**Exercise goal**
Repeat, line for line, the entries below from the first line to the line containing "it up. Returns", counting both ends.
*** Opening of Supplied data ***
//! Incremental RESP request parser.
//!
//! Mirrors the two framings real Redis accepts on the same socket:
//! "inline" (a bare line of whitespace-separated, optionally quoted,
//! arguments) and "multibulk" (`*<argc>\r\n` followed by `$<len>\r\n<bytes>\r\n`
//! per argument). The parser is fed bytes as they arrive and keeps its own
//! continuation state (`multibulk_len`, `bulk_len`, the partially-built
//! `argv`) between calls so a request split across several `read(2)`s is
//! decoded exactly once, without re-scanning bytes already consumed from
//! the connection's `ByteBuf` (spec.md §4.1).

use crate::buf::{ByteBuf, BIG_ARG_REBASE_THRESHOLD};
use crate::error::ProtoError;

/// Hard cap on a single inline request (supplemented constant,
/// `original_source/src/vr_proto.h`'s `PROTO_INLINE_MAX_SIZE`).
pub const INLINE_MAX_SIZE: usize = 64 * 1024;
/// Hard cap on the digits accepted for a multibulk argument count.
pub const MBULK_COUNT_MAX_DIGITS: usize = 32;
/// Hard cap on the declared argument count itself.
pub const MBULK_COUNT_MAX: i64 = 1024 * 1024;
/// Hard cap on a single bulk argument's declared length.
pub const BULK_MAX_LEN: i64 = 512 * 1024 * 1024;

pub enum ParseOutcome {
    /// Not enough bytes buffered yet; call `feed` again once more arrive.
    NeedMore,
    /// A complete request was decoded and consumed from the buffer.
    Ready(Vec<Vec<u8>>),
}

#[derive(Default)]
pub struct RequestParser {
    /// `-1` until the `*<argc>\r\n` header of a multibulk request has been
    /// read; `0` once every argument has been collected.
    multibulk_len: i64,
    /// `-1` between arguments (expecting a `$<len>\r\n` header next);
    /// otherwise the number of payload bytes still to read for `argv.last()`.
    bulk_len: i64,
    argv: Vec<Vec<u8>>,
    in_multibulk: bool,
}

impl RequestParser {
    pub fn new() -> Self {
        Self { multibulk_len: -1, bulk_len: -1, argv: Vec::new(), in_multibulk: false }
    }

    /// Attempts to decode one complete request from `buf`, consuming
    /// (`ByteBuf::advance`) exactly the bytes that made it up. Returns
    /// `NeedMore` if the buffered bytes don't yet contain a full request.
    pub fn feed(&mut self, buf: &mut ByteBuf) -> Result<ParseOutcome, ProtoError> {
        loop {
            if buf.is_empty() {
                return Ok(ParseOutcome::NeedMore);
            }
            if !self.in_multibulk && self.argv.is_empty() {
                if buf.as_slice()[0] == b'*' {
                    self.in_multibulk = true;
                } else {
                    return self.feed_inline(buf);
                }
            }
            if self.multibulk_len < 0 {
                match self.read_multibulk_header(buf)? {
                    Some(()) => continue,
                    None => return Ok(ParseOutcome::NeedMore),
                }
            }
            if self.multibulk_len == 0 {
                let argv = std::mem::take(&mut self.argv);
                self.reset();
                return Ok(ParseOutcome::Ready(argv));
            }
            match self.read_one_bulk(buf)? {
                Some(()) => continue,
                None => return Ok(ParseOutcome::NeedMore),
            }
        }
    }

    fn reset(&mut self) {
        self.multibulk_len = -1;
        self.bulk_len = -1;
        self.in_multibulk = false;
    }

    /// Parses the `*<argc>\r\n` line. Returns `Ok(Some(()))` once
    /// `multibulk_len` has been set and the header bytes consumed,
    /// `Ok(None)` if the line hasn't fully arrived yet.
    fn read_multibulk_header(&mut self, buf: &mut ByteBuf) -> Result<Option<()>, ProtoError> {
        let data = buf.as_slice();
        let Some(nl) = find_crlf(data) else {
            if data.len() > INLINE_MAX_SIZE {
                return Err(ProtoError::InvalidMultibulkLength);
            }
            return Ok(None);
        };
        if data[0] != b'*' {
            return Err(ProtoError::InvalidMultibulkLength);
        }
        let line = &data[1..nl];
        if line.len() > MBULK_COUNT_MAX_DIGITS {
            return Err(ProtoError::MbulkCountTooBig);
        }
        let count: i64 =
            parse_ascii_i64(line).ok_or(ProtoError::InvalidMultibulkLength)?;
        if count > MBULK_COUNT_MAX {
            return Err(ProtoError::MbulkCountTooBig);
        }
        let consumed = nl + 2;
        buf.advance(consumed);
        self.multibulk_len = count.max(0);
        self.argv = Vec::with_capacity(self.multibulk_len as usize);
        Ok(Some(()))
    }

    /// Reads one `$<len>\r\n<bytes>\r\n` argument, or continues reading the
    /// payload of one already started. Returns `Ok(Some(()))` once the
    /// argument has been appended to `argv`.
    fn read_one_bulk(&mut self, buf: &mut ByteBuf) -> Result<Option<()>, ProtoError> {
        if self.bulk_len < 0 {
            let data = buf.as_slice();
            let Some(nl) = find_crlf(data) else {
                return Ok(None);
            };
            if data[0] != b'$' {
                return Err(ProtoError::ExpectedDollar);
            }
            let len: i64 =
                parse_ascii_i64(&data[1..nl]).ok_or(ProtoError::InvalidBulkLength)?;
            if len < 0 || len > BULK_MAX_LEN {
                return Err(ProtoError::BulkTooBig);
            }
            buf.advance(nl + 2);
            self.bulk_len = len;
            if len as usize >= BIG_ARG_REBASE_THRESHOLD {
                buf.compact_if_needed(true);
            }
        }
        let need = self.bulk_len as usize + 2;
        let data = buf.as_slice();
        if data.len() < need {
            buf.reserve(need - data.len());
            return Ok(None);
        }
        let arg = data[..self.bulk_len as usize].to_vec();
        buf.advance(need);
        self.argv.push(arg);
        self.multibulk_len -= 1;
        self.bulk_len = -1;
        Ok(Some(()))
    }

    /// Inline framing: a single line, whitespace-separated, honoring single
    /// and double quotes with C-style escapes (mirrors Redis's
    /// `sdssplitargs`).
    fn feed_inline(&mut self, buf: &mut ByteBuf) -> Result<ParseOutcome, ProtoError> {
        let data = buf.as_slice();
        let Some(nl) = data.iter().position(|&b| b == b'\n') else {
            if data.len() > INLINE_MAX_SIZE {
                return Err(ProtoError::InlineRequestTooBig);
            }
            return Ok(ParseOutcome::NeedMore);
        };
        if nl > INLINE_MAX_SIZE {
            return Err(ProtoError::InlineRequestTooBig);
        }
        let mut end = nl;
        if end > 0 && data[end - 1] == b'\r' {
            end -= 1;
        }
        let line = data[..end].to_vec();
        buf.advance(nl + 1);
        let argv = split_args(&line)?;
        Ok(ParseOutcome::Ready(argv))
    }
}

fn find_crlf(data: &[u8]) -> Option<usize> {
    data.iter().position(|&b| b == b'\n').and_then(|nl| {
        if nl > 0 && data[nl - 1] == b'\r' {
            Some(nl - 1)
        } else {
            None
        }
    })
}

fn parse_ascii_i64(s: &[u8]) -> Option<i64> {
    if s.is_empty() {
        return None;
    }
    std::str::from_utf8(s).ok()?.parse().ok()
}

/// Splits an inline command line into arguments, honoring single quotes and
/// back-ticks (no escapes for either), double quotes (`\n \r \t \a \b` and
/// `\xHH` escapes), and bare whitespace-separated tokens. Returns
/// `UnbalancedQuotes` if a quoted token is never closed.
fn split_args(line: &[u8]) -> Result<Vec<Vec<u8>>, ProtoError> {
    let mut args = Vec::new();
    let mut i = 0;
    while i < line.len() {
        while i < line.len() && line[i].is_ascii_whitespace() {
            i += 1;
        }
        if i >= line.len() {
            break;
        }
        let mut current = Vec::new();
        if line[i] == b'"' {
            i += 1;
            let mut closed = false;
            while i < line.len() {
                match line[i] {
                    b'\\' if i + 1 < line.len() => {
                        i += 1;
                        current.push(match line[i] {
                            b'n' => b'\n',
                            b'r' => b'\r',
                            b't' => b'\t',
                            b'a' => 0x07,
                            b'b' => 0x08,
                            b'x' if i + 2 < line.len() => {
                                let hex = &line[i + 1..i + 3];
                                if let Some(byte) = parse_hex_byte(hex) {
                                    i += 2;
                                    byte
                                } else {
                                    line[i]
                                }
                            }
                            other => other,
                        });
                        i += 1;
                    }
                    b'"' => {
                        i += 1;
                        closed = true;
                        break;
                    }
                    b => {
                        current.push(b);
                        i += 1;
                    }
                }
            }
            if !closed {
                return Err(ProtoError::UnbalancedQuotes);
            }
            if i < line.len() && !line[i].is_ascii_whitespace() {
                return Err(ProtoError::UnbalancedQuotes);
            }
        } else if line[i] == b'\'' {
            i += 1;
            let mut closed = false;
            while i < line.len() {
                if line[i] == b'\'' {
                    i += 1;
                    closed = true;
                    break;
                }
                current.push(line[i]);
                i += 1;
            }
            if !closed {
                return Err(ProtoError::UnbalancedQuotes);
            }
        } else if line[i] == b'`' {
            i += 1;
            let mut closed = false;
            while i < line.len() {
                if line[i] == b'`' {
                    i += 1;
                    closed = true;
                    break;
                }
                current.push(line[i]);
                i += 1;
            }
            if !closed {
                return Err(ProtoError::UnbalancedQuotes);
            }
        } else {
            while i < line.len() && !line[i].is_ascii_whitespace() {
                current.push(line[i]);
                i += 1;
            }
        }
        args.push(current);
    }
    Ok(args)
}

fn parse_hex_byte(hex: &[u8]) -> Option<u8> {
    let s = std::str::from_utf8(hex).ok()?;
    u8::from_str_radix(s, 16).ok()
}

#[cfg(test)]
mod tests {
    use super::*;

    fn feed_all(parser: &mut RequestParser, buf: &mut ByteBuf, chunks: &[&[u8]]) -> Vec<Vec<Vec<u8>>> {
        let mut out = Vec::new();
        for chunk in chunks {
            buf.extend_from_slice(chunk);
            loop {
                match parser.feed(buf).unwrap() {
                    ParseOutcome::Ready(argv) => out.push(argv),
                    ParseOutcome::NeedMore => break,
                }
            }
        }
        out
    }

    #[test]
    fn parses_multibulk_in_one_shot() {
        let mut parser = RequestParser::new();
        let mut buf = ByteBuf::new();
        let reqs = feed_all(&mut parser, &mut buf, &[b"*2\r\n$3\r\nGET\r\n$1\r\nk\r\n"]);
        assert_eq!(reqs, vec![vec![b"GET".to_vec(), b"k".to_vec()]]);
    }

    #[test]
    fn parses_multibulk_split_across_reads() {
        let mut parser = RequestParser::new();
        let mut buf = ByteBuf::new();
        let reqs = feed_all(
            &mut parser,
            &mut buf,
            &[b"*2\r\n$3\r\nGE", b"T\r\n$1\r\nk\r", b"\n"],
        );
        assert_eq!(reqs, vec![vec![b"GET".to_vec(), b"k".to_vec()]]);
    }

    #[test]
    fn parses_inline_with_quotes() {
        let mut parser = RequestParser::new();
        let mut buf = ByteBuf::new();
        let reqs = feed_all(&mut parser, &mut buf, &[b"SET foo \"bar baz\"\r\n"]);
        assert_eq!(reqs, vec![vec![b"SET".to_vec(), b"foo".to_vec(), b"bar baz".to_vec()]]);
    }

    #[test]
    fn parses_inline_with_backticks() {
        let mut parser = RequestParser::new();
        let mut buf = ByteBuf::new();
        let reqs = feed_all(&mut parser, &mut buf, &[b"SET foo `bar baz`\r\n"]);
        assert_eq!(reqs, vec![vec![b"SET".to_vec(), b"foo".to_vec(), b"bar baz".to_vec()]]);
    }

    #[test]
    fn rejects_unbalanced_quotes() {
        let mut parser = RequestParser::new();
        let mut buf = ByteBuf::new();
        buf.extend_from_slice(b"SET foo \"bar\r\n");
        let err = parser.feed(&mut buf).unwrap_err();
        assert!(matches!(err, ProtoError::UnbalancedQuotes));
    }

    #[test]
    fn rejects_oversized_mbulk_count() {
        let mut parser = RequestParser::new();
        let mut buf = ByteBuf::new();
        buf.extend_from_slice(b"*99999999\r\n");
        let err = parser.feed(&mut buf).unwrap_err();
        assert!(matches!(err, ProtoError::MbulkCountTooBig));
    }
}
*** Close of Supplied data ***
**Result below**
//! Incremental RESP request parser.
//!
//! Mirrors the two framings real Redis accepts on the same socket:
//! "inline" (a bare line of whitespace-separated, optionally quoted,
//! arguments) and "multibulk" (`*<argc>\r\n` followed by `$<len>\r\n<bytes>\r\n`
//! per argument). The parser is fed bytes as they arrive and keeps its own
//! continuation state (`multibulk_len`, `bulk_len`, the partially-built
//! `argv`) between calls so a request split across several `read(2)`s is
//! decoded exactly once, without re-scanning bytes already consumed from
//! the connection's `ByteBuf` (spec.md §4.1).

use crate::buf::{ByteBuf, BIG_ARG_REBASE_THRESHOLD};
use crate::error::ProtoError;

/// Hard cap on a single inline request (supplemented constant,
/// `original_source/src/vr_proto.h`'s `PROTO_INLINE_MAX_SIZE`).
pub const INLINE_MAX_SIZE: usize = 64 * 1024;
/// Hard cap on the digits accepted for a multibulk argument count.
pub const MBULK_COUNT_MAX_DIGITS: usize = 32;
/// Hard cap on the declared argument count itself.
pub const MBULK_COUNT_MAX: i64 = 1024 * 1024;
/// Hard cap on a single bulk argument's declared length.
pub const BULK_MAX_LEN: i64 = 512 * 1024 * 1024;

pub enum ParseOutcome {
    /// Not enough bytes buffered yet; call `feed` again once more arrive.
    NeedMore,
    /// A complete request was decoded and consumed from the buffer.
    Ready(Vec<Vec<u8>>),
}

#[derive(Default)]
pub struct RequestParser {
    /// `-1` until the `*<argc>\r\n` header of a multibulk request has been
    /// read; `0` once every argument has been collected.
    multibulk_len: i64,
    /// `-1` between arguments (expecting a `$<len>\r\n` header next);
    /// otherwise the number of payload bytes still to read for `argv.last()`.
    bulk_len: i64,
    argv: Vec<Vec<u8>>,
    in_multibulk: bool,
}

impl RequestParser {
    pub fn new() -> Self {
        Self { multibulk_len: -1, bulk_len: -1, argv: Vec::new(), in_multibulk: false }
    }

    /// Attempts to decode one complete request from `buf`, consuming
    /// (`ByteBuf::advance`) exactly the bytes that made it up. Returns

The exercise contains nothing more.